The Medtronic CoreValve prosthesis represents the continued advancement and progress in the field of TAVR. With the third-generation, 18-French CoreValve, TAVR has become a completely percutaneous procedure, often performed without general anesthesia or transesophageal echocardiogram. In experienced hands, procedural success can be obtained in excess of 90% of cases. Recent clinical trial data have solidified its role in effectively treating inoperable and high-surgical-risk patients, offering alternative therapies for what was once primarily a surgical disease.
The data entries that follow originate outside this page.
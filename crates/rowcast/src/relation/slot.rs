use super::{fetch_children, Inverse, Lazy};
use crate::{Db, Model};

use rowcast_core::{
    schema::{Relation, Shape},
    Result,
};

/// A member type able to hold the rows of a relationship.
///
/// The shape is fixed by the member's type: `Option<C>` holds the first
/// child, `Vec<C>` every child loaded eagerly, and [`Lazy<C>`] every child
/// loaded on first access.
pub trait RelationSlot: Sized {
    /// The child model
    type Target: Model;

    const SHAPE: Shape;

    /// Resolves the member for the parent stored under `parent_id`.
    fn resolve(
        db: &Db,
        rel: &Relation,
        parent_id: i64,
        inverse: Option<Inverse<Self::Target>>,
    ) -> Result<Self>;

    /// Children to write when the parent is written.
    fn pending(&mut self) -> Pending<'_, Self::Target>;
}

/// What a relationship member asks to be written alongside its parent.
pub enum Pending<'a, C> {
    /// Never accessed since it was loaded; stored children stay as they are.
    Untouched,

    /// The complete set of children. Empty clears the relationship.
    Children(&'a mut [C]),
}

impl<C: Model> RelationSlot for Vec<C> {
    type Target = C;

    const SHAPE: Shape = Shape::FixedList;

    fn resolve(
        db: &Db,
        rel: &Relation,
        parent_id: i64,
        inverse: Option<Inverse<C>>,
    ) -> Result<Self> {
        fetch_children(db, rel, parent_id, inverse.as_ref())
    }

    fn pending(&mut self) -> Pending<'_, C> {
        Pending::Children(self.as_mut_slice())
    }
}

impl<C: Model> RelationSlot for Option<C> {
    type Target = C;

    const SHAPE: Shape = Shape::Scalar;

    fn resolve(
        db: &Db,
        rel: &Relation,
        parent_id: i64,
        inverse: Option<Inverse<C>>,
    ) -> Result<Self> {
        Ok(fetch_children(db, rel, parent_id, inverse.as_ref())?
            .into_iter()
            .next())
    }

    fn pending(&mut self) -> Pending<'_, C> {
        Pending::Children(self.as_mut_slice())
    }
}

impl<C: Model> RelationSlot for Lazy<C> {
    type Target = C;

    const SHAPE: Shape = Shape::DeferredList;

    fn resolve(
        db: &Db,
        rel: &Relation,
        parent_id: i64,
        inverse: Option<Inverse<C>>,
    ) -> Result<Self> {
        let db = db.clone();
        let rel = *rel;

        Ok(Lazy::deferred(move || {
            tracing::debug!(
                table = rel.table,
                foreign_column = rel.foreign_column,
                parent_id,
                "loading deferred relationship"
            );
            fetch_children(&db, &rel, parent_id, inverse.as_ref())
        }))
    }

    fn pending(&mut self) -> Pending<'_, C> {
        match self.loaded_mut() {
            Some(children) => Pending::Children(children.as_mut_slice()),
            None => Pending::Untouched,
        }
    }
}
use tests::{models, DbTest};

#[derive(Debug, Default, rowcast::Model)]
#[table = "people"]
struct Person {
    #[column("_id")]
    #[key]
    #[auto]
    id: i64,

    #[column]
    name: String,

    #[column]
    age: i32,
}

fn stored(test: &DbTest, name: &str) -> Person {
    let mut person = Person {
        id: 0,
        name: name.to_string(),
        age: 30,
    };
    test.db
        .insert::<Person>()
        .values([&mut person])
        .run()
        .unwrap();
    person
}

#[test]
fn placeholder_mismatch_fails_before_reaching_storage() {
    let test = DbTest::setup(models!(Person));
    let log = test.log();
    log.clear();

    let err = test
        .db
        .select::<Person>()
        .filter("age = ? AND name = ?", [30])
        .unwrap_err();
    assert!(err.is_invalid_query());

    let err = test
        .db
        .delete::<Person>()
        .filter("age > 18", ["extra"])
        .unwrap_err();
    assert!(err.is_invalid_query());

    assert!(log.is_empty());
}

#[test]
fn empty_in_lists_are_rejected() {
    let test = DbTest::setup(models!(Person));

    let err = test
        .db
        .select::<Person>()
        .filter_in("age", Vec::<i32>::new())
        .unwrap_err();
    assert!(err.is_invalid_query());

    let err = test
        .db
        .update::<Person>()
        .or_filter_not_in("name", Vec::<String>::new())
        .unwrap_err();
    assert!(err.is_invalid_query());
}

#[test]
fn writes_need_values() {
    let test = DbTest::setup(models!(Person));

    let err = test.db.insert::<Person>().run().unwrap_err();
    assert!(err.is_invalid_query());

    let err = test.db.update::<Person>().run().unwrap_err();
    assert!(err.is_invalid_query());
}

#[test]
fn identified_update_with_a_filter_is_ambiguous() {
    let test = DbTest::setup(models!(Person));
    let mut person = stored(&test, "Ann");

    let log = test.log();
    log.clear();

    let err = test
        .db
        .update::<Person>()
        .filter("age > ?", [10])
        .unwrap()
        .values([&mut person])
        .run()
        .unwrap_err();

    assert!(err.is_invalid_query());
    assert_eq!(log.count(|op| op.is_update()), 0);
}

#[test]
fn identified_delete_with_a_filter_is_ambiguous() {
    let test = DbTest::setup(models!(Person));
    let mut person = stored(&test, "Ann");

    let err = test
        .db
        .delete::<Person>()
        .filter("age > ?", [10])
        .unwrap()
        .values([&mut person])
        .run()
        .unwrap_err();

    assert!(err.is_invalid_query());
    assert_eq!(test.db.select::<Person>().all().unwrap().len(), 1);
}

#[test]
fn deleting_unsaved_rows_is_rejected() {
    let test = DbTest::setup(models!(Person));
    stored(&test, "Ann");

    let mut unsaved = Person::default();
    let err = test
        .db
        .delete::<Person>()
        .values([&mut unsaved])
        .run()
        .unwrap_err();

    assert!(err.is_invalid_query());
    assert_eq!(test.db.select::<Person>().all().unwrap().len(), 1);
}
The results of the Medtronic CoreValve US Pivotal Trial, involving more than 1300 patients at up to 40 hospitals in the USA, are expected to be available around 2014, hopefully proving TAVR benefit with CoreValve in the high-risk population. Meanwhile, the CoreValve SURTAVI trial will evaluate the safety and efficacy of the device in symptomatic AS patients who are at intermediate risk for surgery.

Financial and competing interests disclosure

The authors have no relevant affiliations or financial involvement with any organization or entity with a financial interest in or financial conflict with the subject matter or materials discussed in the manuscript. This includes employment, consultancies, honoraria, stock ownership or options, expert testimony, grants or patents received or pending, or royalties.

No writing assistance was utilized in the production of this manuscript.